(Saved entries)
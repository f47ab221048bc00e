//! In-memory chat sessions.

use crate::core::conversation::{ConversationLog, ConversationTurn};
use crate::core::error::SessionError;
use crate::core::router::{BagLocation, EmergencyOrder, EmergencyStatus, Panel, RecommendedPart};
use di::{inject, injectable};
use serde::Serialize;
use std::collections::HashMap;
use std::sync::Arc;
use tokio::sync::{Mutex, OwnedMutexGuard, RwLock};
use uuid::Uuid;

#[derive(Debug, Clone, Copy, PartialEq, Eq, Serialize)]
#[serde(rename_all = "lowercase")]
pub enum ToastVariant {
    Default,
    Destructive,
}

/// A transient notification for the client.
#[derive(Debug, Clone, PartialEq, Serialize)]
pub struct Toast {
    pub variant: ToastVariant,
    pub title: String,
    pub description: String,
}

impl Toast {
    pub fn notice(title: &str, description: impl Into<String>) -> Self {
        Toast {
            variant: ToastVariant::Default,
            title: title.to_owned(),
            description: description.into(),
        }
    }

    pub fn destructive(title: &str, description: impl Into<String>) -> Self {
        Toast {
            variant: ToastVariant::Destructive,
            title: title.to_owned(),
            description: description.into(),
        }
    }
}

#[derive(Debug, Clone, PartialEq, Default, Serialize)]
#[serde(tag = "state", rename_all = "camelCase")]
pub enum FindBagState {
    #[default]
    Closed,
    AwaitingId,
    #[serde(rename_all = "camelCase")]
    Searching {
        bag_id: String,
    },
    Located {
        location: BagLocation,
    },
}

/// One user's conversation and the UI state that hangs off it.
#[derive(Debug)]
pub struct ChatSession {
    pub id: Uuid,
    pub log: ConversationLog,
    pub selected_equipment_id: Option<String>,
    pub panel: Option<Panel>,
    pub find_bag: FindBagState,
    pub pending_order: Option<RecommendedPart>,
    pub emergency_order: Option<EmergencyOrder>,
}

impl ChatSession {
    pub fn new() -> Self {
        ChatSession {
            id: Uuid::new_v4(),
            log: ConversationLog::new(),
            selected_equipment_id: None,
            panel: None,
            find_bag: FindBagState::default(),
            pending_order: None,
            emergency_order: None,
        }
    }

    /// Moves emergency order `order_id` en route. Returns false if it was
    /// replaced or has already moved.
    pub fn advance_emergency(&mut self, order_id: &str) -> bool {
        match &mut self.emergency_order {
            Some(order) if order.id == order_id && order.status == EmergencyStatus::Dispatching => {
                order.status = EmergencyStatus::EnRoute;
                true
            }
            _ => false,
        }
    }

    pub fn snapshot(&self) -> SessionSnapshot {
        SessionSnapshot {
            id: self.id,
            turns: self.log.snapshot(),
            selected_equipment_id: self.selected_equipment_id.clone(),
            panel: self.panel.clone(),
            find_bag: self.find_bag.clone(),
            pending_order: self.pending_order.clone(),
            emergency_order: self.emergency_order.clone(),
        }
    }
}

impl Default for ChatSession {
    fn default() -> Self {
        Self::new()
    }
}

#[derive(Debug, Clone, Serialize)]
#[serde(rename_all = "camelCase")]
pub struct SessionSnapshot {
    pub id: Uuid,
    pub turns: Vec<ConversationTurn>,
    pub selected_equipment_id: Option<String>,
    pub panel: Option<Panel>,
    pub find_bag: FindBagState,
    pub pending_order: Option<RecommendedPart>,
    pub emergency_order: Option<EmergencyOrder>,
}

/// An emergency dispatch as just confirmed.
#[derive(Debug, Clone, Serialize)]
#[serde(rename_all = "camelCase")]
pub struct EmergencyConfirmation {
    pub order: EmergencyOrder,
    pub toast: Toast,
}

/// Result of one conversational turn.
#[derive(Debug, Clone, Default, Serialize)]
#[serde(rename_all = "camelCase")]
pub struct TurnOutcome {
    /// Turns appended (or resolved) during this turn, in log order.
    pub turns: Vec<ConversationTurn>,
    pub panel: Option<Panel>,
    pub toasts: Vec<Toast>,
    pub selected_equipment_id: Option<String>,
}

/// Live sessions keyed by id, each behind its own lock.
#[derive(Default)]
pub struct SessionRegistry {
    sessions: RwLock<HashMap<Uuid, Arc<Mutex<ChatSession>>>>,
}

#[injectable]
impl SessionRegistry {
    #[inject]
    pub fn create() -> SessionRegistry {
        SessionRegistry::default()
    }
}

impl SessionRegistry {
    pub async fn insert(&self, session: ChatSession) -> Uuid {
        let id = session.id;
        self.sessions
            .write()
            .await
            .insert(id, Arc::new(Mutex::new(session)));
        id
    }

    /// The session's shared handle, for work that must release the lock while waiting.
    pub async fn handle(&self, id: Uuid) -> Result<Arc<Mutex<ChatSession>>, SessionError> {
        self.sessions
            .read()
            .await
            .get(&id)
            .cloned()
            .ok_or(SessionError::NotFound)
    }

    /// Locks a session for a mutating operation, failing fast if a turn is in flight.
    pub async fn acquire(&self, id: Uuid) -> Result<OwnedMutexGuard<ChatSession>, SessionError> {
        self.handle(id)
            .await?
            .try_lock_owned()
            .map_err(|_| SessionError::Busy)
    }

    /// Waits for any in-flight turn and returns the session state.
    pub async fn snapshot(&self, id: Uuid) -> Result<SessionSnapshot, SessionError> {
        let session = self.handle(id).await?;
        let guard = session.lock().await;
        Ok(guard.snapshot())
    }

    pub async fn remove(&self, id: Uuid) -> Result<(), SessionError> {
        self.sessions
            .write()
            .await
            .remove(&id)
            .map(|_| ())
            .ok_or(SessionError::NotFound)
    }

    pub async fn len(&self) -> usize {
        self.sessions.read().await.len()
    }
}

* * *

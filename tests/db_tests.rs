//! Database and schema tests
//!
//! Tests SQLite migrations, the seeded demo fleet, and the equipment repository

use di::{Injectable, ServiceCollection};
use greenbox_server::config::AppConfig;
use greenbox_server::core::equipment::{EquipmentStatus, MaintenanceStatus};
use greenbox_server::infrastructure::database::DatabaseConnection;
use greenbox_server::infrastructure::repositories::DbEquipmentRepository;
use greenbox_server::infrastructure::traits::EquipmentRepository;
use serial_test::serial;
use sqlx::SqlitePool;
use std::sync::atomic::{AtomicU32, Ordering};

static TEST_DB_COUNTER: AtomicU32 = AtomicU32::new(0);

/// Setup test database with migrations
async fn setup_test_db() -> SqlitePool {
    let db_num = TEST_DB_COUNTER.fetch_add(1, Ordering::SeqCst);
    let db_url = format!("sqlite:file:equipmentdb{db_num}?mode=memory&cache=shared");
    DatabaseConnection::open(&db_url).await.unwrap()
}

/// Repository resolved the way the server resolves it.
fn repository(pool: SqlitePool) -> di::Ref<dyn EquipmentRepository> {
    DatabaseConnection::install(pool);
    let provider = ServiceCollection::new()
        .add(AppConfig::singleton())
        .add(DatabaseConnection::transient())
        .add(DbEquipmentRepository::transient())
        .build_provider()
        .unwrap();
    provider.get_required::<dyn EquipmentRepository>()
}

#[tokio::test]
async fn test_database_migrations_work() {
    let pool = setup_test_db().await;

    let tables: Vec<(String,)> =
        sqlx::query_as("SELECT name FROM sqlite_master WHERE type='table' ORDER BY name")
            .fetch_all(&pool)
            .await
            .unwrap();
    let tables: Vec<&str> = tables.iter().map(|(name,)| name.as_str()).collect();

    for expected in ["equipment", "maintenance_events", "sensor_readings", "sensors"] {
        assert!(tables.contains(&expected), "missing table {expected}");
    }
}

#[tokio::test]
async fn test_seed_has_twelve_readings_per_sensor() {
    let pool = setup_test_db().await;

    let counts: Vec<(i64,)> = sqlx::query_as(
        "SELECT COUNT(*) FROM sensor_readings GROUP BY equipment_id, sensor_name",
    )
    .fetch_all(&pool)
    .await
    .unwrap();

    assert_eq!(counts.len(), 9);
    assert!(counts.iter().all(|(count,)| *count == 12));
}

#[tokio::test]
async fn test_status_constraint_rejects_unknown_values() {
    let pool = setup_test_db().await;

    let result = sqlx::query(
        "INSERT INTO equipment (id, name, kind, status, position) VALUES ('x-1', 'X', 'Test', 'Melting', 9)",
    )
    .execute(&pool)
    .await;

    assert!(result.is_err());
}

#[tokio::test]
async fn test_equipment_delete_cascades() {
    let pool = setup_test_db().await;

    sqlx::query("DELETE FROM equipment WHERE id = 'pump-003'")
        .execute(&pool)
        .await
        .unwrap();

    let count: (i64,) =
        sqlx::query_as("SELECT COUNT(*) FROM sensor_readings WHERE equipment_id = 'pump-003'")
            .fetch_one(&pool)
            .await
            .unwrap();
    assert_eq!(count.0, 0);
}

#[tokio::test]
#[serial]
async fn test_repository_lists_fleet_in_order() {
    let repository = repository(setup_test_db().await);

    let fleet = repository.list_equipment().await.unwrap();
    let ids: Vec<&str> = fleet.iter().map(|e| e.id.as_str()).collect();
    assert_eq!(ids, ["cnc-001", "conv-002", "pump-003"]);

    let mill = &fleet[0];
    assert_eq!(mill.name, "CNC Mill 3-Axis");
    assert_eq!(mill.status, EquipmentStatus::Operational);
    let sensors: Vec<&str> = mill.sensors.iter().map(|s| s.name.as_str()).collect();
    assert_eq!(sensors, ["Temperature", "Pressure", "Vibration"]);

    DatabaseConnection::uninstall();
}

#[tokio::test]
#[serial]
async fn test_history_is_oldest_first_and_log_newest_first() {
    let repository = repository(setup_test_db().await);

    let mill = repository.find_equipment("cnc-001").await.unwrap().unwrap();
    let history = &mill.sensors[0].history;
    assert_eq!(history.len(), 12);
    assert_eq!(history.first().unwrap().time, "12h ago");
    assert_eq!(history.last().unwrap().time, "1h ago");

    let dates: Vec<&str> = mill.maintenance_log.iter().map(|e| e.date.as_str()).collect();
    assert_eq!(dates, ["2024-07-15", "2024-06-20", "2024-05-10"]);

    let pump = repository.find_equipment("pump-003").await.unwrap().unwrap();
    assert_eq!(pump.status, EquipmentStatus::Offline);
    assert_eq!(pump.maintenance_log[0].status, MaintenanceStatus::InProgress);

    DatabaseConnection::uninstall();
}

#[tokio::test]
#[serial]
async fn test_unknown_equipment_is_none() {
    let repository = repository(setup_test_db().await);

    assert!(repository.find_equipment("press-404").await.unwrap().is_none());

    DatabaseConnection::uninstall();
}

==

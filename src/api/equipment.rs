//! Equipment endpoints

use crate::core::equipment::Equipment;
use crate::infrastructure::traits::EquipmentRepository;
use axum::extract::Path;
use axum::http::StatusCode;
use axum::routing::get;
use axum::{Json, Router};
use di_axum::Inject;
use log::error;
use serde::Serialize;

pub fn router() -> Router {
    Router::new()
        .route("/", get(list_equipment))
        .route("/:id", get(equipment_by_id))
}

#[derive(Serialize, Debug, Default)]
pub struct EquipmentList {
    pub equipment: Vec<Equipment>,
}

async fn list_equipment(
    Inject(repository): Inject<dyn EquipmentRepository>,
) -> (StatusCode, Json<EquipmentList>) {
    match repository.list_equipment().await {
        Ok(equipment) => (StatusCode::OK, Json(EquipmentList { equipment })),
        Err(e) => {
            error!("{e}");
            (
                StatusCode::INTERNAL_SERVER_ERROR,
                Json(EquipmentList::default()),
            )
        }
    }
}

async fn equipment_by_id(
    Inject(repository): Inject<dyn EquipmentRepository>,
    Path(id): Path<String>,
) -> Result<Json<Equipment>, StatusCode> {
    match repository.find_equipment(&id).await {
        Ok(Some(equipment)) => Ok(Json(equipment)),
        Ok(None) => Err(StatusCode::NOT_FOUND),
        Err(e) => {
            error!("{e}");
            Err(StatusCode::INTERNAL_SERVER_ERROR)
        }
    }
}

> [Exercise instructions] Please give, as a single number with nothing added, the count of lines in the records that contain the word "Path".

> [Solution for this problem] 2